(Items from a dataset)
╔══

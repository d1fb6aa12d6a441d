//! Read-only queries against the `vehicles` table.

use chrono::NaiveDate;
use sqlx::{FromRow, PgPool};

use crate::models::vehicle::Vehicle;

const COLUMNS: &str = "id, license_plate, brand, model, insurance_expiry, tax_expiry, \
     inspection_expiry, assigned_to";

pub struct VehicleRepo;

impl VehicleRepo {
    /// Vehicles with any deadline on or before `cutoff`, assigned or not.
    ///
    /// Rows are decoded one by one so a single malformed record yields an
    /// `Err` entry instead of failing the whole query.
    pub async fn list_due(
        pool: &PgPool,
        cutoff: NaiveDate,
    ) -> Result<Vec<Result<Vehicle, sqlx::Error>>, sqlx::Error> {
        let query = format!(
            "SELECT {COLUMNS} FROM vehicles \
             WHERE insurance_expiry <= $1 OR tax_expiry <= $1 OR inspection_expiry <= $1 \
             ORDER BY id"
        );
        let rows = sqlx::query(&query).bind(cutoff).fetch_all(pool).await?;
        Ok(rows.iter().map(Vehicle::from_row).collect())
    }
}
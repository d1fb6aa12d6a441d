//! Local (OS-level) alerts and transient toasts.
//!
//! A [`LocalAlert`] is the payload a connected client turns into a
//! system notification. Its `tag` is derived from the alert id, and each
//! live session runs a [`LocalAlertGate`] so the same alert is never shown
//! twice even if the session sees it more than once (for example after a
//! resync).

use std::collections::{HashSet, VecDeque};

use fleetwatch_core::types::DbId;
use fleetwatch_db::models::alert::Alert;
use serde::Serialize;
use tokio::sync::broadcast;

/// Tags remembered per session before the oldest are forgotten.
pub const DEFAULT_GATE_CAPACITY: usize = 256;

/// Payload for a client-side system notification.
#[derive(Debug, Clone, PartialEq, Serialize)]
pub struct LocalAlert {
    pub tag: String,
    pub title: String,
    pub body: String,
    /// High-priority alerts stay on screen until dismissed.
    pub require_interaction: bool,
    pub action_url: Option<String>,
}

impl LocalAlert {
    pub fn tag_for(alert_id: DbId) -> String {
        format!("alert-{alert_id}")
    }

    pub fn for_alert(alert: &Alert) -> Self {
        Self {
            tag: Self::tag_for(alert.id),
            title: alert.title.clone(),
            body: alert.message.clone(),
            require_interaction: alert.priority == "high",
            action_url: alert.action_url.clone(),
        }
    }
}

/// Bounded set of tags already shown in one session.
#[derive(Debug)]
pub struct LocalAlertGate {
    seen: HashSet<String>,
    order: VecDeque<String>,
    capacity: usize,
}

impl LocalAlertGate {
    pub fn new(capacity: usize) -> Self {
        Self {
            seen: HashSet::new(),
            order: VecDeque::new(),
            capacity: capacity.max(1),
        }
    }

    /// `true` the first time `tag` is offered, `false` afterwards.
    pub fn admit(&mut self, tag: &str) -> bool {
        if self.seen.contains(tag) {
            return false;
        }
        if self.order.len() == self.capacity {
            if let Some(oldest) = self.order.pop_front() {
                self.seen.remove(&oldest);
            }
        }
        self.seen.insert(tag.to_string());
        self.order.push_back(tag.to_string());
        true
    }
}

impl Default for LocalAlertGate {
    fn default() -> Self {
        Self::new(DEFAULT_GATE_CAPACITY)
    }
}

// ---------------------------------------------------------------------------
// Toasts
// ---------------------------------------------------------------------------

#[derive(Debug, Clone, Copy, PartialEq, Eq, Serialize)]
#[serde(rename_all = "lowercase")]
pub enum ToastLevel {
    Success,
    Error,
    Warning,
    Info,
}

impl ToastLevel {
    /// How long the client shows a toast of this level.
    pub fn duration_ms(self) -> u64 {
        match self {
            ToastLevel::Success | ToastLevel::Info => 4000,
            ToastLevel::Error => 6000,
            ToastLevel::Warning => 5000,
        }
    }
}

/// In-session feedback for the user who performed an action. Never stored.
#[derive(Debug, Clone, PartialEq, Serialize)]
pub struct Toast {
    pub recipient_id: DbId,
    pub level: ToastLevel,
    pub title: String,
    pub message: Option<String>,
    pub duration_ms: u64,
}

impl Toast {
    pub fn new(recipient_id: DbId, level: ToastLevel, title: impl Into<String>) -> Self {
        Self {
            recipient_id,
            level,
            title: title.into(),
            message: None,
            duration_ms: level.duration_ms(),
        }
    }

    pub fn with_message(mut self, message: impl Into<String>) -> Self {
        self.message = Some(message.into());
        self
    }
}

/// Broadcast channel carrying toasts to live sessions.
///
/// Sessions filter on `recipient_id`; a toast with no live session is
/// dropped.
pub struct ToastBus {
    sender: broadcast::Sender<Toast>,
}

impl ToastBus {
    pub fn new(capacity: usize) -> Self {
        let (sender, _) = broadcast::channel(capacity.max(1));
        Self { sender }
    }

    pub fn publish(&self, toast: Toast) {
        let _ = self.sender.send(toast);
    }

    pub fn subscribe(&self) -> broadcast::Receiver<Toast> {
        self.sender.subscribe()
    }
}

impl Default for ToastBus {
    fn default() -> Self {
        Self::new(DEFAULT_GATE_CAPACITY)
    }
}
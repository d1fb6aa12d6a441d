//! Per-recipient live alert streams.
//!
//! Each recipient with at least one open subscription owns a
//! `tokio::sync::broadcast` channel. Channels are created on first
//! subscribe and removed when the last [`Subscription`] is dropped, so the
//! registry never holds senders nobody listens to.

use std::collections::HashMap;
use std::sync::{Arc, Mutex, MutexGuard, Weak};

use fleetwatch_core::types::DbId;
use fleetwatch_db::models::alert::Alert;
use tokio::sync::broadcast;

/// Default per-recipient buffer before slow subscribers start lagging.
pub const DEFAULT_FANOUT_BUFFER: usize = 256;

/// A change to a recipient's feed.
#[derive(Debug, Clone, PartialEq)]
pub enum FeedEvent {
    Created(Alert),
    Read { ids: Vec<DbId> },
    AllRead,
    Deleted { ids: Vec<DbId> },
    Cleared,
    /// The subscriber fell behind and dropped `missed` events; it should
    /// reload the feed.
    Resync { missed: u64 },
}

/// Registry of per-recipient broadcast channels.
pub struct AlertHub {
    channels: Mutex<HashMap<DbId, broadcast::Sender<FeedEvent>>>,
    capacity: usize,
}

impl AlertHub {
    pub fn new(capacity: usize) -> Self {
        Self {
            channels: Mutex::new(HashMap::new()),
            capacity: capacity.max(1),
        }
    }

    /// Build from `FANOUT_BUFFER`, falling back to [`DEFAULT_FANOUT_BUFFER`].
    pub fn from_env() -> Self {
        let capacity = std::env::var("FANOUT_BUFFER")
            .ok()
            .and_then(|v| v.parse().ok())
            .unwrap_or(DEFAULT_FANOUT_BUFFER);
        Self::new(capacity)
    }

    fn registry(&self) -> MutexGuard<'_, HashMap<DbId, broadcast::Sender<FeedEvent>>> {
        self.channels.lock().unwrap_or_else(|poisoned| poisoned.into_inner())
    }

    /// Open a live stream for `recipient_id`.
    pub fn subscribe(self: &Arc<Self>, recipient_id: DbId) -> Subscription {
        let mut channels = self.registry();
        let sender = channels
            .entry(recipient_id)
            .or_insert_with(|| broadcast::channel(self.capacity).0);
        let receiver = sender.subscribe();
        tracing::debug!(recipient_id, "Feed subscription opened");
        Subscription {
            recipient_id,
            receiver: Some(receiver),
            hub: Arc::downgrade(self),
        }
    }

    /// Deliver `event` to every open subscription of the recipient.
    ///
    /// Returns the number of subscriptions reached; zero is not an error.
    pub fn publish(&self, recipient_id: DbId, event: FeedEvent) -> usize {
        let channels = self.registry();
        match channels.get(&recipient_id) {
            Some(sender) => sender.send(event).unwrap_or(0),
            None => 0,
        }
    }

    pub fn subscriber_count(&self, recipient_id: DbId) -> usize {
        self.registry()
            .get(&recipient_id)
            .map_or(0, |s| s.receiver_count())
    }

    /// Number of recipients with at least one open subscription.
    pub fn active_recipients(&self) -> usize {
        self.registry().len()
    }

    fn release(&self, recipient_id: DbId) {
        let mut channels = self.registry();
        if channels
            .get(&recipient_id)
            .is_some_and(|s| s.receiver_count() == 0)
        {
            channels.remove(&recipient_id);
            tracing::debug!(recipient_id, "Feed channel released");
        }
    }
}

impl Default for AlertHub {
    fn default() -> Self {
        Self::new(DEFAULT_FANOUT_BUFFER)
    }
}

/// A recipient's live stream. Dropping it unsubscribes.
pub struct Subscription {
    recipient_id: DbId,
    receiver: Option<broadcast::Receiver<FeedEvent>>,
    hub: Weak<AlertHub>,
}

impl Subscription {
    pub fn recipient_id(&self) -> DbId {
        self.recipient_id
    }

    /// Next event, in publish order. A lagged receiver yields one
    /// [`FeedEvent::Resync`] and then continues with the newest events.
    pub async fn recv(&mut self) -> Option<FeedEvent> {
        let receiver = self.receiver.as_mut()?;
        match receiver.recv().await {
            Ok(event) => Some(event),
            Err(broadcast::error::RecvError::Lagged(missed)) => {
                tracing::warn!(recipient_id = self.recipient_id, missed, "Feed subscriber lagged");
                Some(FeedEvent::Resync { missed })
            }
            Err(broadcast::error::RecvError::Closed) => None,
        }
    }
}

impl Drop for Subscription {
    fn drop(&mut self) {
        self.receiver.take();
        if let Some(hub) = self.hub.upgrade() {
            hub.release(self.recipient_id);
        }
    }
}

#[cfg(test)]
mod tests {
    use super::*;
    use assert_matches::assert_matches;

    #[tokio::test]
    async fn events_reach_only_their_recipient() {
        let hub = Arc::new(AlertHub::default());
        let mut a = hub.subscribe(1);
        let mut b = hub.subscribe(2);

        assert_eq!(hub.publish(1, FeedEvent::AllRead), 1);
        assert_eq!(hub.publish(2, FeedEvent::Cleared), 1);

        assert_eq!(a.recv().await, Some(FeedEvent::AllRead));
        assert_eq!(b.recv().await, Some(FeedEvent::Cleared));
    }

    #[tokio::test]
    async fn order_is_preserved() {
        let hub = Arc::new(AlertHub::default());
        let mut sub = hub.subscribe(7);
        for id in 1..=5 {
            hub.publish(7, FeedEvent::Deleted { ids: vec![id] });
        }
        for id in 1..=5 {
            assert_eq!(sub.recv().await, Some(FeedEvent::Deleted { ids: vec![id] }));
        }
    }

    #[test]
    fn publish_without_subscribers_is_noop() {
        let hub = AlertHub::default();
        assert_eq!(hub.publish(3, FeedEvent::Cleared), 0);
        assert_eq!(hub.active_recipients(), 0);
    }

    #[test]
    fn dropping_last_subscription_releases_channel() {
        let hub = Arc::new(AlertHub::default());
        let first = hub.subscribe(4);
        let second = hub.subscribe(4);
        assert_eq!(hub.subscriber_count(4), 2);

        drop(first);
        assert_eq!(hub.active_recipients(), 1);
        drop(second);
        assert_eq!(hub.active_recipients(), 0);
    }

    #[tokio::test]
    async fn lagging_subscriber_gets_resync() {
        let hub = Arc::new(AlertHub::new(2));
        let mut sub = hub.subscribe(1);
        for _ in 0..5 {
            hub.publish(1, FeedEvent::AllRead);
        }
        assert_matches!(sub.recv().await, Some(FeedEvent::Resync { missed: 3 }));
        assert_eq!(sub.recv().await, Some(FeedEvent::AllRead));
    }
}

╚══

-- Your objective --
Return each line among the entries that holds the word "alerts".

-- Your response --
//! Local (OS-level) alerts and transient toasts.
    /// High-priority alerts stay on screen until dismissed.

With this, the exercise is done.